_Data shown:_
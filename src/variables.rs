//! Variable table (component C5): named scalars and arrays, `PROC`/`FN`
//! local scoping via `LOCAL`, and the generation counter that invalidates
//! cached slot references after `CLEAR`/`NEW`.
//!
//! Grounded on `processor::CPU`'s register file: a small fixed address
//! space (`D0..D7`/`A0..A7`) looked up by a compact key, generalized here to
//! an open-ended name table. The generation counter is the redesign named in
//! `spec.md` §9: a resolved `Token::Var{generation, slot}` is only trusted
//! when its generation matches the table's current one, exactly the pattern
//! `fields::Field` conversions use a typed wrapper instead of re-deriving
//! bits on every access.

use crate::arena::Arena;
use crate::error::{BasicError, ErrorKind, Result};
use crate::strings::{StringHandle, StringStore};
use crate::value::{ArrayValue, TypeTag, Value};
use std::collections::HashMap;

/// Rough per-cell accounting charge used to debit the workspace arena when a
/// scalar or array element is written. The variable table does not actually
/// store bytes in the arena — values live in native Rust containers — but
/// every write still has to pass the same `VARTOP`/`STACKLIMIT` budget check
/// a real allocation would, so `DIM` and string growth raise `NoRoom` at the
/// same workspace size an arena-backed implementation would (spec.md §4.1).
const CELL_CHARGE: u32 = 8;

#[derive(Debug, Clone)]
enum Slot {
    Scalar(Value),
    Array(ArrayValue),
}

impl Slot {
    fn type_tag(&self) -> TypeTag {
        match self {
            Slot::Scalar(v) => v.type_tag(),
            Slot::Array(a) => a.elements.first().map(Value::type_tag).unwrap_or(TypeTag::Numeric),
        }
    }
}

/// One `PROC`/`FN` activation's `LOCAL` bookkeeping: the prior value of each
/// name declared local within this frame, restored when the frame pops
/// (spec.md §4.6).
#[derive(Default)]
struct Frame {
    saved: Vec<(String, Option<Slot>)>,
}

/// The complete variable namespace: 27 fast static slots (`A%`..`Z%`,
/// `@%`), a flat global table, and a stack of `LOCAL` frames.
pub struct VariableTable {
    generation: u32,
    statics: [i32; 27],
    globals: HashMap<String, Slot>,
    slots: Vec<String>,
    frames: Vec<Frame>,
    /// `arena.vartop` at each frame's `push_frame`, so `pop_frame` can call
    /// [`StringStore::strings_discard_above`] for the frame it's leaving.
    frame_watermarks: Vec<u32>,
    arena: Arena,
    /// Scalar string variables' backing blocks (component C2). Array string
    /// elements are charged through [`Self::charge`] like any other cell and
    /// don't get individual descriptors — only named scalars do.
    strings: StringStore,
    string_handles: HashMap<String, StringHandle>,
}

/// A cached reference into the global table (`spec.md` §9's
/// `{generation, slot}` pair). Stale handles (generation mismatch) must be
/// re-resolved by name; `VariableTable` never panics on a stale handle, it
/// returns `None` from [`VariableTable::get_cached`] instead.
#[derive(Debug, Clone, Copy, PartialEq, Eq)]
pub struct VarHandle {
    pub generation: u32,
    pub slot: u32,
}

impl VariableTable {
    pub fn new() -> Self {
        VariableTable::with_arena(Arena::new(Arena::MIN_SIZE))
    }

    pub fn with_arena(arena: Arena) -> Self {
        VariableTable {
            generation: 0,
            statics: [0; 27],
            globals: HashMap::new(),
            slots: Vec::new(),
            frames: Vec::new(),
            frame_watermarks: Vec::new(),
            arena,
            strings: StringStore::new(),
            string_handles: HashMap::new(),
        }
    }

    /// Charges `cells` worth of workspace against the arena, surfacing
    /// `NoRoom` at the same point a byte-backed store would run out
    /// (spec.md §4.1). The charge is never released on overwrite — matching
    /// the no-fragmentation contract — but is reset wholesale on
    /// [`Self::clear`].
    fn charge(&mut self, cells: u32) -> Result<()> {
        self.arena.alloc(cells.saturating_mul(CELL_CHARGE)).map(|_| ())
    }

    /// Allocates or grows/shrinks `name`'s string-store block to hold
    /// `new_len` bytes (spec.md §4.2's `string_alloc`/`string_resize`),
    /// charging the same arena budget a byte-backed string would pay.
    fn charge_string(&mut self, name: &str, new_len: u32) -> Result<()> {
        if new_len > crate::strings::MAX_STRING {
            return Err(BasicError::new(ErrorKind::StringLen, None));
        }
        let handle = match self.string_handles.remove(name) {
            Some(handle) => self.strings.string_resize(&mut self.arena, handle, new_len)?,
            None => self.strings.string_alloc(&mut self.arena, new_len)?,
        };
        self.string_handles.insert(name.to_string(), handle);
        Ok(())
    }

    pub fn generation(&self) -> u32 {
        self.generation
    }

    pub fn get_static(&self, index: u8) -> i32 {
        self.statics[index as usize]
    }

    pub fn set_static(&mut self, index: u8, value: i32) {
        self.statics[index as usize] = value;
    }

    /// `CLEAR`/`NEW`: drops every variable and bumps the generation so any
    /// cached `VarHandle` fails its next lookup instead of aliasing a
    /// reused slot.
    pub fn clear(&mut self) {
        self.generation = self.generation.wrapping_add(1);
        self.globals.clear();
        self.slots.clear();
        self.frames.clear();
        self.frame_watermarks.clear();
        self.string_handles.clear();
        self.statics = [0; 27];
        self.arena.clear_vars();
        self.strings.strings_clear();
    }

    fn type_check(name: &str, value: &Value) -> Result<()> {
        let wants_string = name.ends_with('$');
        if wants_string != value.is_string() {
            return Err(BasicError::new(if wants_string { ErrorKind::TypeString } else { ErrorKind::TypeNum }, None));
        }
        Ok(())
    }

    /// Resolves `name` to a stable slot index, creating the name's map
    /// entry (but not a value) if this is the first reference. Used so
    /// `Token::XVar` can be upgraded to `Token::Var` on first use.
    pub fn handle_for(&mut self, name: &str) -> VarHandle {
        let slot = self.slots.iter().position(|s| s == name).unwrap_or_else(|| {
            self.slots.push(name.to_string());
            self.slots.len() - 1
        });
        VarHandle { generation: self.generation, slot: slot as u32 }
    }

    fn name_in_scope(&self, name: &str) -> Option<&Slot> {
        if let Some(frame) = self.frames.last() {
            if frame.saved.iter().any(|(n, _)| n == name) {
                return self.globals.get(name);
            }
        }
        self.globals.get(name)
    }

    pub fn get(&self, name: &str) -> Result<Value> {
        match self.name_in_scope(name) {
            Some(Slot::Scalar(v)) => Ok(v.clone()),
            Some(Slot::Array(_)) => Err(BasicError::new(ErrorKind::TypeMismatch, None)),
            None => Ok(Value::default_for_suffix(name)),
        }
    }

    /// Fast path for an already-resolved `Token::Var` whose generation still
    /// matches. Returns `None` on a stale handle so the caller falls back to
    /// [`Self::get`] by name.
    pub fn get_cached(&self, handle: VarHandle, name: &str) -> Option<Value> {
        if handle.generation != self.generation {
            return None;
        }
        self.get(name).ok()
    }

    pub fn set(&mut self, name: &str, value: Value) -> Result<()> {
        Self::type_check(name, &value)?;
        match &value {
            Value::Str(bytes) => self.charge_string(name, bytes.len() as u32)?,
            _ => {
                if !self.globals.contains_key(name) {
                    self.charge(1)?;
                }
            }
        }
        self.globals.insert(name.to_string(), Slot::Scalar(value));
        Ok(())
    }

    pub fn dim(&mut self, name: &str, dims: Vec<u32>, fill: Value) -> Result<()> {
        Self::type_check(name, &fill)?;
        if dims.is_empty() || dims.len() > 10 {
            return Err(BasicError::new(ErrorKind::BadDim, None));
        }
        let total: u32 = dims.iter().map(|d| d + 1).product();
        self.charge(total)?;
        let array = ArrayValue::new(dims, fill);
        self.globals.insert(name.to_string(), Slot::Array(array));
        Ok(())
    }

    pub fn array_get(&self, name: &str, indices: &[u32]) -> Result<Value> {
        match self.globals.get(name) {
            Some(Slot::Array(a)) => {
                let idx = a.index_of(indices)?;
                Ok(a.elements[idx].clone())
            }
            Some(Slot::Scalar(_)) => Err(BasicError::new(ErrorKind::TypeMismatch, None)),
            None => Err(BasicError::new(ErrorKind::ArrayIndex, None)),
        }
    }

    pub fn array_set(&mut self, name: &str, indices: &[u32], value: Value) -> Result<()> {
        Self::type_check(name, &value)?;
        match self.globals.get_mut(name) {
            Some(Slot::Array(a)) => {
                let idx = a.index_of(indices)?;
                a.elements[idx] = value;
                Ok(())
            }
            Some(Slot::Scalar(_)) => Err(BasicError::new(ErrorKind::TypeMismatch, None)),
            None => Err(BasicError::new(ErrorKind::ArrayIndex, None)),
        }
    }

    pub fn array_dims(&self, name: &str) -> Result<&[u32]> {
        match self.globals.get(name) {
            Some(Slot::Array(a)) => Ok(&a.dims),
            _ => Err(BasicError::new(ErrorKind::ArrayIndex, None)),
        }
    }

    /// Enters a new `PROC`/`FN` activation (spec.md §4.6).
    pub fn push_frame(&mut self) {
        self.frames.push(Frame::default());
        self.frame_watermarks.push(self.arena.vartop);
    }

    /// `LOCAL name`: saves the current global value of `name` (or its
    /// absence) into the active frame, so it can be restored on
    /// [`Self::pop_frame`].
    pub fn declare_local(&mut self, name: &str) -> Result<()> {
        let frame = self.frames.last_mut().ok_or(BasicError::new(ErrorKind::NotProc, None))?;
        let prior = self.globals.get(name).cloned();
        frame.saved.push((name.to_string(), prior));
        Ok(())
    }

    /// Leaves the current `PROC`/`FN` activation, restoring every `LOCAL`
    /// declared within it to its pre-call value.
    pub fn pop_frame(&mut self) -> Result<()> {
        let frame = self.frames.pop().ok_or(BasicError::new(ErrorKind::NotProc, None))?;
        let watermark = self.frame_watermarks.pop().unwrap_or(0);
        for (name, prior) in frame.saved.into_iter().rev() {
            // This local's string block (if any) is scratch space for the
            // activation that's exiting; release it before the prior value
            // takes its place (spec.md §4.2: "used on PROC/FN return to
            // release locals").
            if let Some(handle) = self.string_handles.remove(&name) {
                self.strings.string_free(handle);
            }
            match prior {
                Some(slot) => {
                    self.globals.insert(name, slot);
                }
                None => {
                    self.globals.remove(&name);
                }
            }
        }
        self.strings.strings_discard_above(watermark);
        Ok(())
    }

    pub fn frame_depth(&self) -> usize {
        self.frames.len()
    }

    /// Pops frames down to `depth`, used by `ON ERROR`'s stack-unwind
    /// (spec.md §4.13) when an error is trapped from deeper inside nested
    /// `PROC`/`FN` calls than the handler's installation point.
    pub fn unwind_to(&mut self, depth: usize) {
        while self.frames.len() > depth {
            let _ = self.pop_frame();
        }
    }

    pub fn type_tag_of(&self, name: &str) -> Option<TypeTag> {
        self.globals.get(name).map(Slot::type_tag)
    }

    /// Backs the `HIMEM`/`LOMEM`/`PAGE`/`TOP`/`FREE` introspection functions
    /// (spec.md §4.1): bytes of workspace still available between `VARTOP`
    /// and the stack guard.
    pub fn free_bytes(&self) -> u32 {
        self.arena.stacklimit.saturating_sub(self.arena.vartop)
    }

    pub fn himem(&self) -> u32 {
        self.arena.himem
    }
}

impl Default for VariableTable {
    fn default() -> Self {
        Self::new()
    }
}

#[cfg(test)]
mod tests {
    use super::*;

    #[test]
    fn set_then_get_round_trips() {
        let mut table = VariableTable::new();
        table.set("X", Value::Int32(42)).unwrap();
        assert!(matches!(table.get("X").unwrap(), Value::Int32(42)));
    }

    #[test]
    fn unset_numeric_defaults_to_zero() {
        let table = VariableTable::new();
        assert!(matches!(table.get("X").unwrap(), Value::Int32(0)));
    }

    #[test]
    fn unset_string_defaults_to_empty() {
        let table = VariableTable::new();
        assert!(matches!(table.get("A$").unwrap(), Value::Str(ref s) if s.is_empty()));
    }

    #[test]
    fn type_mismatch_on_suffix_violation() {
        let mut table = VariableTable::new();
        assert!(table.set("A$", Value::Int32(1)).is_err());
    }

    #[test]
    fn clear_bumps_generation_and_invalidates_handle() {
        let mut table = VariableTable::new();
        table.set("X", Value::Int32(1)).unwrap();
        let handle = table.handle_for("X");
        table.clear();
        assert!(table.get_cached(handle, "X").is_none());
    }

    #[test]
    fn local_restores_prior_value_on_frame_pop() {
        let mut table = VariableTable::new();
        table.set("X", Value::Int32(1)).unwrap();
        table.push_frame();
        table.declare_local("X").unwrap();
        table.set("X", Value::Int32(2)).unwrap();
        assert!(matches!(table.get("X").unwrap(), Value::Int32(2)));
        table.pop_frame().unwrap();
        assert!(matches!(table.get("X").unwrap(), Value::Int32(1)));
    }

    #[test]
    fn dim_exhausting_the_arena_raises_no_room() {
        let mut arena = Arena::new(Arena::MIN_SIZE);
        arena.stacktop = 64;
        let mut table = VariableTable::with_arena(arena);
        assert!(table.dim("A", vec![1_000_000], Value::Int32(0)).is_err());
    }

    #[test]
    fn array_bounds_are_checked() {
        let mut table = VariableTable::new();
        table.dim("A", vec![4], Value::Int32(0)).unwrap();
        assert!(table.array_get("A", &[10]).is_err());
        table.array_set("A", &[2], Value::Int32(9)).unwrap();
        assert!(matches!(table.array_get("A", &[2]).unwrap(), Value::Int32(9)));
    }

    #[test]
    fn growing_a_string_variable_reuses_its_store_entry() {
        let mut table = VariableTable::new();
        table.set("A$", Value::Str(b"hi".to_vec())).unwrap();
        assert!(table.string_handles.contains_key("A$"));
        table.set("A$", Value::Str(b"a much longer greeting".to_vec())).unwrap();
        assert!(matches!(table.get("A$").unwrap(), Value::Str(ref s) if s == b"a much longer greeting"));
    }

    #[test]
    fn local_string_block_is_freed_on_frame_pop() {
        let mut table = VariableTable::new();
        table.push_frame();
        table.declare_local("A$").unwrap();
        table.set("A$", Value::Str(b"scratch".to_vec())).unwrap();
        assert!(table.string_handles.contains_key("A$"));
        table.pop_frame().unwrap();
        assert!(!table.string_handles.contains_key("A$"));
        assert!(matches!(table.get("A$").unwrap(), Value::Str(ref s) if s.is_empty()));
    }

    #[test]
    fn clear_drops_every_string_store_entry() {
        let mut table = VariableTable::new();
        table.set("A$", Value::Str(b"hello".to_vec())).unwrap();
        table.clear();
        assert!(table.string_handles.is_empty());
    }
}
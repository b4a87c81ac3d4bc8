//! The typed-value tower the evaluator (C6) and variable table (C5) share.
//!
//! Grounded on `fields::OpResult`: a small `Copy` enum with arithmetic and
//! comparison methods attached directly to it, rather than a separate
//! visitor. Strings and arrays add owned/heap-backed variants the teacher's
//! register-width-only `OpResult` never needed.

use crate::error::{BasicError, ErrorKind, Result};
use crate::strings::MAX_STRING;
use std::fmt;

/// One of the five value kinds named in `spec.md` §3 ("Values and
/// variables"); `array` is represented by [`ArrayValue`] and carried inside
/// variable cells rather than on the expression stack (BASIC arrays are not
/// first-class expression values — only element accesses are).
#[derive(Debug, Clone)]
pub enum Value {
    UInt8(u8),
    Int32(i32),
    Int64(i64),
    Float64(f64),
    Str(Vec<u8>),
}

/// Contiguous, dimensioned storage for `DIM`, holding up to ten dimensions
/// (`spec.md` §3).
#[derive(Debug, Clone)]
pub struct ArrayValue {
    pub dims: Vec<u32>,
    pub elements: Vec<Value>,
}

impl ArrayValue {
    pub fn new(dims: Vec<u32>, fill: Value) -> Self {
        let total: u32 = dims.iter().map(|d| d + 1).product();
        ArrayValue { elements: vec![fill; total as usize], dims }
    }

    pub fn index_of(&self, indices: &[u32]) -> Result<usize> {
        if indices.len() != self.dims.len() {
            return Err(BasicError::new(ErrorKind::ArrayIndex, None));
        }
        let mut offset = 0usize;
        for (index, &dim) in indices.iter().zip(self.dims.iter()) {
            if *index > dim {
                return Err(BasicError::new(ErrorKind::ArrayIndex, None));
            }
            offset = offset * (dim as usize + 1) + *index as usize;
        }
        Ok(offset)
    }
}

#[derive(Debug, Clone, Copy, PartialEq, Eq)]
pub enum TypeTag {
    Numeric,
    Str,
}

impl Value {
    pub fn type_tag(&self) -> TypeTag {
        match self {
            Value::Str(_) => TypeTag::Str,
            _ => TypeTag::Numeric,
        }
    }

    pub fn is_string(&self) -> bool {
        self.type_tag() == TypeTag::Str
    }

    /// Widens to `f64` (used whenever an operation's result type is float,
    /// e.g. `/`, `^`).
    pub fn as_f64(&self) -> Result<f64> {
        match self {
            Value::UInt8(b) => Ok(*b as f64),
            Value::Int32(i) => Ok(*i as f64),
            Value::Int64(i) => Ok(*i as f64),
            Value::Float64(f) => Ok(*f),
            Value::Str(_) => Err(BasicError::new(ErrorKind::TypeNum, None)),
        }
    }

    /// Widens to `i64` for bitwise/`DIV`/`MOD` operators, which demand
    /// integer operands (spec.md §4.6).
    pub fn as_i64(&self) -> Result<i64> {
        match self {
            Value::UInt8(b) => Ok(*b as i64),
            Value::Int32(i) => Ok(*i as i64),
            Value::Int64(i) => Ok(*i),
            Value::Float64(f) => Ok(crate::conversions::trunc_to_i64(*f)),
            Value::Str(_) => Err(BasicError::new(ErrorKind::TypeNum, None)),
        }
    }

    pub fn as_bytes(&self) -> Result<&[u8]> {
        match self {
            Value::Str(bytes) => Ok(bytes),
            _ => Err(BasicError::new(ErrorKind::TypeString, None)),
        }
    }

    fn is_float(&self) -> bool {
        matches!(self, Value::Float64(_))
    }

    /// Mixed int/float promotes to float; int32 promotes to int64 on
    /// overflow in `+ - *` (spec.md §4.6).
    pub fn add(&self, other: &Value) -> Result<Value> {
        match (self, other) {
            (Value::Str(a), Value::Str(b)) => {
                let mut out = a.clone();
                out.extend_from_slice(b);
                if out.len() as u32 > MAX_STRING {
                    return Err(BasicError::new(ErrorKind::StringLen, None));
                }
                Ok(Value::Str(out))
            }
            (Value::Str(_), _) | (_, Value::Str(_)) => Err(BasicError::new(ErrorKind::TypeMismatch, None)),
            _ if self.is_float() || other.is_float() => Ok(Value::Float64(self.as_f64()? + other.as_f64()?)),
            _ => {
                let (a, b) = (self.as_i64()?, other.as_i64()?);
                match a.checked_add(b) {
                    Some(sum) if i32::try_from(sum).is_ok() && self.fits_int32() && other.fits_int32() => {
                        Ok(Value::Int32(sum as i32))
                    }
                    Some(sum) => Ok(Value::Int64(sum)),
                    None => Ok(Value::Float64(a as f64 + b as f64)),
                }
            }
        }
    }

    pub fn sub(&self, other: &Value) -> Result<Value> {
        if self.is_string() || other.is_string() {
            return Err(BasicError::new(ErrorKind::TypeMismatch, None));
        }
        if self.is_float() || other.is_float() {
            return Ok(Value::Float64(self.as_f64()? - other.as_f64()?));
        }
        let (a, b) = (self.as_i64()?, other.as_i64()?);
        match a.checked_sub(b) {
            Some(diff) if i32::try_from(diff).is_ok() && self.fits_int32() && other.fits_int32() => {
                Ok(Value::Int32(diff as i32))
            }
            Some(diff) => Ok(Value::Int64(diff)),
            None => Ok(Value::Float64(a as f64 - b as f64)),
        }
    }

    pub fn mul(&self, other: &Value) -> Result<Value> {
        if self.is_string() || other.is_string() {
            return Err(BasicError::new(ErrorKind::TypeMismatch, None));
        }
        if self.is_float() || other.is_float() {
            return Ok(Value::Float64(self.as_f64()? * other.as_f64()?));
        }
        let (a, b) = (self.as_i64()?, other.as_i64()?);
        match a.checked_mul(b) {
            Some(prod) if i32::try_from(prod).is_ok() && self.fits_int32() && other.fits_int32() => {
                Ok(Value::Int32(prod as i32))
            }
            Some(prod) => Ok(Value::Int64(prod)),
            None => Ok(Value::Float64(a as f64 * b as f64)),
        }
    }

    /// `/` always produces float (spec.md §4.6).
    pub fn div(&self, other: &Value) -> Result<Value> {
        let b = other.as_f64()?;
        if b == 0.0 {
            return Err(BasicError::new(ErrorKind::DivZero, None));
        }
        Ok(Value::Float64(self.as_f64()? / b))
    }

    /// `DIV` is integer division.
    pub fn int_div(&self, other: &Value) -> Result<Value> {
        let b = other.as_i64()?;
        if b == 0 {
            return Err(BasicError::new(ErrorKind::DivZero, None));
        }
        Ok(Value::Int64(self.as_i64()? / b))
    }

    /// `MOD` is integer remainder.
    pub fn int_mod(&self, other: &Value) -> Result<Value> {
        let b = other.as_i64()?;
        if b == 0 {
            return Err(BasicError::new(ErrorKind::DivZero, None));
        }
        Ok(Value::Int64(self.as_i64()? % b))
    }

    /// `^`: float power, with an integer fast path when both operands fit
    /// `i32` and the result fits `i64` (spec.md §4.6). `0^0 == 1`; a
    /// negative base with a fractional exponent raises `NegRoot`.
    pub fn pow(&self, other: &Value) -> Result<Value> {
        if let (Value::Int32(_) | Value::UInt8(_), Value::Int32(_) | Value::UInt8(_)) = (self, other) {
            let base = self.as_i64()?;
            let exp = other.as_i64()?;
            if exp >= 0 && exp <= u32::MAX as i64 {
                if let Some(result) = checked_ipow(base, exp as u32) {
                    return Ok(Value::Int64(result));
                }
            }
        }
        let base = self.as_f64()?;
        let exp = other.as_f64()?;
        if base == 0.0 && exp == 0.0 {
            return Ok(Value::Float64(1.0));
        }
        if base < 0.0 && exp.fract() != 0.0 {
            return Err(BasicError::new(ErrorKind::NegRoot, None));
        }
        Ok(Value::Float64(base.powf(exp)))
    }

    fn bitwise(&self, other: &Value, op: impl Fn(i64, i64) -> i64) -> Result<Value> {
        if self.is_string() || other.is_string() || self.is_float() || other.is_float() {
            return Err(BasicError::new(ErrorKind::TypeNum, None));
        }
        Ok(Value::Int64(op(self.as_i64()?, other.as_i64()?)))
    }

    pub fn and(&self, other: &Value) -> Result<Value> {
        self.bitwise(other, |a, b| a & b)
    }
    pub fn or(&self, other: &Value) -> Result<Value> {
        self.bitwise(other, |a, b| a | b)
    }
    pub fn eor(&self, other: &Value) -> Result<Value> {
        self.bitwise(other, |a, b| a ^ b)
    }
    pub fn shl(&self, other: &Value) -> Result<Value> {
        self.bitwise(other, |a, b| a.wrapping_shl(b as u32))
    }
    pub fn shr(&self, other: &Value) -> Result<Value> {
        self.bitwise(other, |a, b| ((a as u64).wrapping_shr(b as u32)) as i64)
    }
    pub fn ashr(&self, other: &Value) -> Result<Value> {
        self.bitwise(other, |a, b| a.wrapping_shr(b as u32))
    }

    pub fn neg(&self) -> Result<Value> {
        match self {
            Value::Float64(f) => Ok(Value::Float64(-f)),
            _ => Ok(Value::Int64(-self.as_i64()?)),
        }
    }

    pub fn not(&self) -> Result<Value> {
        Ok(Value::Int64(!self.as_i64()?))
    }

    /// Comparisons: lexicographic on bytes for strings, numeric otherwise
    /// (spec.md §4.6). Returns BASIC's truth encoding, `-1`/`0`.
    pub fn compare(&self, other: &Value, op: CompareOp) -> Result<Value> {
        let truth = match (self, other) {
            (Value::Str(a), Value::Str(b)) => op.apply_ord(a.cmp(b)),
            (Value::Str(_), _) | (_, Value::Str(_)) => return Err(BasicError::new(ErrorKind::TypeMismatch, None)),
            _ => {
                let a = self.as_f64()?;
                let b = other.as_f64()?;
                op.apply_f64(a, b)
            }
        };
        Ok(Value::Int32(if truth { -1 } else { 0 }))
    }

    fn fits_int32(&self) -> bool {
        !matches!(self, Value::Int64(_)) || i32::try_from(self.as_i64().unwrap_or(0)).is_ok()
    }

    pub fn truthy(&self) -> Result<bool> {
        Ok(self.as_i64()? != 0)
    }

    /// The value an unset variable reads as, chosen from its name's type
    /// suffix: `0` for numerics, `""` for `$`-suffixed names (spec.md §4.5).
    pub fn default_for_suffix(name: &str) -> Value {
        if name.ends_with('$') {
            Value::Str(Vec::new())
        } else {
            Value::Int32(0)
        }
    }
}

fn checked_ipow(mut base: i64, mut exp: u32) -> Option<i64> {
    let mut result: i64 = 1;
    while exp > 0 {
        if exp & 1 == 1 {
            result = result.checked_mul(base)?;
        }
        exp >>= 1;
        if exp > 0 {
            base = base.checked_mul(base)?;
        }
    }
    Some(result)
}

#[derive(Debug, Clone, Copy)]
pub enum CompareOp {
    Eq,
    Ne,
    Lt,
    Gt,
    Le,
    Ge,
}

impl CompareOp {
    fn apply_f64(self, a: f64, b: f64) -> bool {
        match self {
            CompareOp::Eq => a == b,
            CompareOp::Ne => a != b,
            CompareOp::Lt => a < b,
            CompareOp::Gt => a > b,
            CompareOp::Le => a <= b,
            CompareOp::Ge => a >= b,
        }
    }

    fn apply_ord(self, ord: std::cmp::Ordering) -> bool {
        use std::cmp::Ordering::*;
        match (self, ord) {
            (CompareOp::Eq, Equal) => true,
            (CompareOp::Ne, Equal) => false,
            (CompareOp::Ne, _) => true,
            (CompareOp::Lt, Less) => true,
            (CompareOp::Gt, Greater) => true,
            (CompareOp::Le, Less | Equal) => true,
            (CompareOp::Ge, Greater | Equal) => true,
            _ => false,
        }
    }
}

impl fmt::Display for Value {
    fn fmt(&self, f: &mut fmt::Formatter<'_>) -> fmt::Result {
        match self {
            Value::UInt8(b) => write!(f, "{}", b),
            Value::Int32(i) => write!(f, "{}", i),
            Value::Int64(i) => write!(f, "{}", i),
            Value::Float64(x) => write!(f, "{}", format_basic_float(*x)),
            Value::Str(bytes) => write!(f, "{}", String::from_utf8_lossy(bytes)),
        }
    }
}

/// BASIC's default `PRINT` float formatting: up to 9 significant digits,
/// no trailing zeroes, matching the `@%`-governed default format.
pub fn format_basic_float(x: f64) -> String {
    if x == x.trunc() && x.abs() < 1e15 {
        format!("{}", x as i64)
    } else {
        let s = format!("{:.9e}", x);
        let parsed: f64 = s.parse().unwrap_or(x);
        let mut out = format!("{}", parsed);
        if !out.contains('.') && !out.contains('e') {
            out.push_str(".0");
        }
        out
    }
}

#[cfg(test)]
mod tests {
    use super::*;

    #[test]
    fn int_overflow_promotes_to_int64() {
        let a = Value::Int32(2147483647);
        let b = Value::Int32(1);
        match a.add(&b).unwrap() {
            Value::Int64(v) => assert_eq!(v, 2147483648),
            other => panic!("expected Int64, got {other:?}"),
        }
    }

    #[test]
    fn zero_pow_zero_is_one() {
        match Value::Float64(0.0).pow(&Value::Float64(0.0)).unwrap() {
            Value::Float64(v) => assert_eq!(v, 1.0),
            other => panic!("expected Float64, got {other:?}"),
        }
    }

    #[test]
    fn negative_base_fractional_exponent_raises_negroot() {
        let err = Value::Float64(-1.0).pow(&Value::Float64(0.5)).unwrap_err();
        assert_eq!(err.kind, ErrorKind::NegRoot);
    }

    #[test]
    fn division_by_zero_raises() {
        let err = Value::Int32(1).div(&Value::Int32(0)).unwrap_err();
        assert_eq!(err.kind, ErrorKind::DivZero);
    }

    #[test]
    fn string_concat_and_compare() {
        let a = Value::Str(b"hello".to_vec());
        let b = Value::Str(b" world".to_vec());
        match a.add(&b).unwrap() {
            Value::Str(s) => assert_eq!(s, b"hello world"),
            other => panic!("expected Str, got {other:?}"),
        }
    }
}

_Required action:_
Start at the first line of the entries and stop at the line that contains "use std::collections::HashMap;". Repeat every line in that span exactly, and nothing beyond it.

_Task answer:_
filename src/variables.rs
//! Variable table (component C5): named scalars and arrays, `PROC`/`FN`
//! local scoping via `LOCAL`, and the generation counter that invalidates
//! cached slot references after `CLEAR`/`NEW`.
//!
//! Grounded on `processor::CPU`'s register file: a small fixed address
//! space (`D0..D7`/`A0..A7`) looked up by a compact key, generalized here to
//! an open-ended name table. The generation counter is the redesign named in
//! `spec.md` §9: a resolved `Token::Var{generation, slot}` is only trusted
//! when its generation matches the table's current one, exactly the pattern
//! `fields::Field` conversions use a typed wrapper instead of re-deriving
//! bits on every access.

use crate::arena::Arena;
use crate::error::{BasicError, ErrorKind, Result};
use crate::strings::{StringHandle, StringStore};
use crate::value::{ArrayValue, TypeTag, Value};
use std::collections::HashMap;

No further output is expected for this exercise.